▸ PROBLEM DESCRIPTION:
Write out exactly what each line says, starting with the first line below and ending on the one with "use shared_config::AppConfig;".

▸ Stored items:

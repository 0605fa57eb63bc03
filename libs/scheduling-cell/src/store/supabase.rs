use async_trait::async_trait;
use chrono::{DateTime, SecondsFormat, Utc};
use reqwest::Method;
use serde::de::DeserializeOwned;
use serde_json::{json, Value};
use tracing::{debug, error};
use uuid::Uuid;

use shared_config::AppConfig;
use shared_database::supabase::{DatabaseError, SupabaseClient};

use crate::error::StoreError;
use crate::models::{Booking, BookingStatus, SessionType, Therapist, TherapistScheduleConfig};
use crate::store::SchedulingStore;

/// PostgREST-backed store. The `bookings` table carries an exclusion
/// constraint over `[start_datetime, blocked_until)` for active rows, see
/// `migrations/`.
pub struct SupabaseSchedulingStore {
    supabase: SupabaseClient,
}

fn timestamp(instant: DateTime<Utc>) -> String {
    instant.to_rfc3339_opts(SecondsFormat::Secs, true)
}

fn status_filter(statuses: &[BookingStatus]) -> String {
    let joined: Vec<&str> = statuses.iter().map(BookingStatus::as_str).collect();
    format!("in.({})", joined.join(","))
}

impl From<DatabaseError> for StoreError {
    fn from(err: DatabaseError) -> Self {
        if err.is_exclusion_violation() {
            return StoreError::ConstraintViolation(err.to_string());
        }

        if err.is_unique_violation() {
            let message = err.to_string();
            if message.contains("booking_reference") {
                return StoreError::DuplicateReference(message);
            }
            return StoreError::ConstraintViolation(message);
        }

        match err {
            DatabaseError::NotFound(what) => StoreError::NotFound(what),
            other => StoreError::Backend(other.to_string()),
        }
    }
}

impl SupabaseSchedulingStore {
    pub fn new(config: &AppConfig) -> Self {
        Self {
            supabase: SupabaseClient::new(config),
        }
    }

    async fn select<T: DeserializeOwned>(&self, path: &str) -> Result<Vec<T>, StoreError> {
        let rows: Vec<Value> = self.supabase.request(Method::GET, path, None, None).await?;

        rows.into_iter()
            .map(|row| {
                serde_json::from_value(row).map_err(|e| {
                    error!("Unreadable row from {}: {}", path, e);
                    StoreError::Backend(format!("unreadable row: {}", e))
                })
            })
            .collect()
    }

    async fn select_one<T: DeserializeOwned>(&self, path: &str) -> Result<Option<T>, StoreError> {
        Ok(self.select(path).await?.into_iter().next())
    }

    async fn write_one<T: DeserializeOwned>(
        &self,
        method: Method,
        path: &str,
        body: Value,
        prefer: &'static str,
    ) -> Result<T, StoreError> {
        let mut headers = SupabaseClient::return_representation();
        headers.insert("Prefer", reqwest::header::HeaderValue::from_static(prefer));

        let rows: Vec<Value> = self
            .supabase
            .request_with_headers(method, path, None, Some(body), Some(headers))
            .await?;

        let row = rows
            .into_iter()
            .next()
            .ok_or_else(|| StoreError::Backend(format!("{} returned no rows", path)))?;

        serde_json::from_value(row).map_err(|e| StoreError::Backend(format!("unreadable row: {}", e)))
    }

    fn booking_payload(booking: &Booking, buffer_minutes: u32) -> Result<Value, StoreError> {
        let mut payload = serde_json::to_value(booking)
            .map_err(|e| StoreError::Backend(format!("unserialisable booking: {}", e)))?;

        let blocked_until = booking.end_datetime + chrono::Duration::minutes(i64::from(buffer_minutes));
        payload["blocked_until"] = json!(timestamp(blocked_until));
        Ok(payload)
    }

    async fn buffer_for(&self, therapist_id: Uuid) -> Result<u32, StoreError> {
        Ok(self
            .find_therapist_config(therapist_id)
            .await?
            .map(|config| config.buffer_time)
            .unwrap_or(0))
    }
}

#[async_trait]
impl SchedulingStore for SupabaseSchedulingStore {
    async fn find_bookings_for_therapist(
        &self,
        therapist_id: Uuid,
        range_start: DateTime<Utc>,
        range_end: DateTime<Utc>,
        statuses: &[BookingStatus],
    ) -> Result<Vec<Booking>, StoreError> {
        let path = format!(
            "/rest/v1/bookings?therapist_id=eq.{}&start_datetime=lt.{}&end_datetime=gt.{}&status={}&order=start_datetime.asc",
            therapist_id,
            timestamp(range_end),
            timestamp(range_start),
            status_filter(statuses),
        );
        debug!("Fetching bookings for therapist {}", therapist_id);
        self.select(&path).await
    }

    async fn find_bookings_starting_between(
        &self,
        from: DateTime<Utc>,
        to: DateTime<Utc>,
        statuses: &[BookingStatus],
    ) -> Result<Vec<Booking>, StoreError> {
        let path = format!(
            "/rest/v1/bookings?start_datetime=gte.{}&start_datetime=lt.{}&status={}&order=start_datetime.asc",
            timestamp(from),
            timestamp(to),
            status_filter(statuses),
        );
        self.select(&path).await
    }

    async fn save_booking(&self, booking: Booking) -> Result<Booking, StoreError> {
        let buffer = self.buffer_for(booking.therapist_id).await?;
        let payload = Self::booking_payload(&booking, buffer)?;

        self.write_one(Method::POST, "/rest/v1/bookings", payload, "return=representation")
            .await
    }

    async fn update_booking(&self, booking: &Booking) -> Result<Booking, StoreError> {
        let buffer = self.buffer_for(booking.therapist_id).await?;
        let payload = Self::booking_payload(booking, buffer)?;
        let path = format!("/rest/v1/bookings?id=eq.{}", booking.id);

        self.write_one(Method::PATCH, &path, payload, "return=representation")
            .await
    }

    async fn find_booking_by_reference(&self, reference: &str) -> Result<Option<Booking>, StoreError> {
        let path = format!(
            "/rest/v1/bookings?booking_reference=eq.{}",
            urlencoding::encode(reference)
        );
        self.select_one(&path).await
    }

    async fn booking_reference_exists(&self, reference: &str) -> Result<bool, StoreError> {
        let path = format!(
            "/rest/v1/bookings?booking_reference=eq.{}&select=id",
            urlencoding::encode(reference)
        );
        let rows: Vec<Value> = self.supabase.request(Method::GET, &path, None, None).await?;
        Ok(!rows.is_empty())
    }

    async fn find_therapist(&self, therapist_id: Uuid) -> Result<Option<Therapist>, StoreError> {
        self.select_one(&format!("/rest/v1/therapists?id=eq.{}", therapist_id)).await
    }

    async fn find_therapist_config(
        &self,
        therapist_id: Uuid,
    ) -> Result<Option<TherapistScheduleConfig>, StoreError> {
        self.select_one(&format!(
            "/rest/v1/therapist_schedule_configs?therapist_id=eq.{}",
            therapist_id
        ))
        .await
    }

    async fn save_therapist_config(
        &self,
        config: TherapistScheduleConfig,
    ) -> Result<TherapistScheduleConfig, StoreError> {
        let payload = serde_json::to_value(&config)
            .map_err(|e| StoreError::Backend(format!("unserialisable config: {}", e)))?;

        self.write_one(
            Method::POST,
            "/rest/v1/therapist_schedule_configs?on_conflict=therapist_id",
            payload,
            "resolution=merge-duplicates,return=representation",
        )
        .await
    }

    async fn find_session_type(&self, session_type_id: Uuid) -> Result<Option<SessionType>, StoreError> {
        self.select_one(&format!("/rest/v1/session_types?id=eq.{}", session_type_id)).await
    }
}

▸ TASK SOLUTION:
repository 0605fa57eb63bc03
filename libs/scheduling-cell/src/store/supabase.rs
use async_trait::async_trait;
use chrono::{DateTime, SecondsFormat, Utc};
use reqwest::Method;
use serde::de::DeserializeOwned;
use serde_json::{json, Value};
use tracing::{debug, error};
use uuid::Uuid;

use shared_config::AppConfig;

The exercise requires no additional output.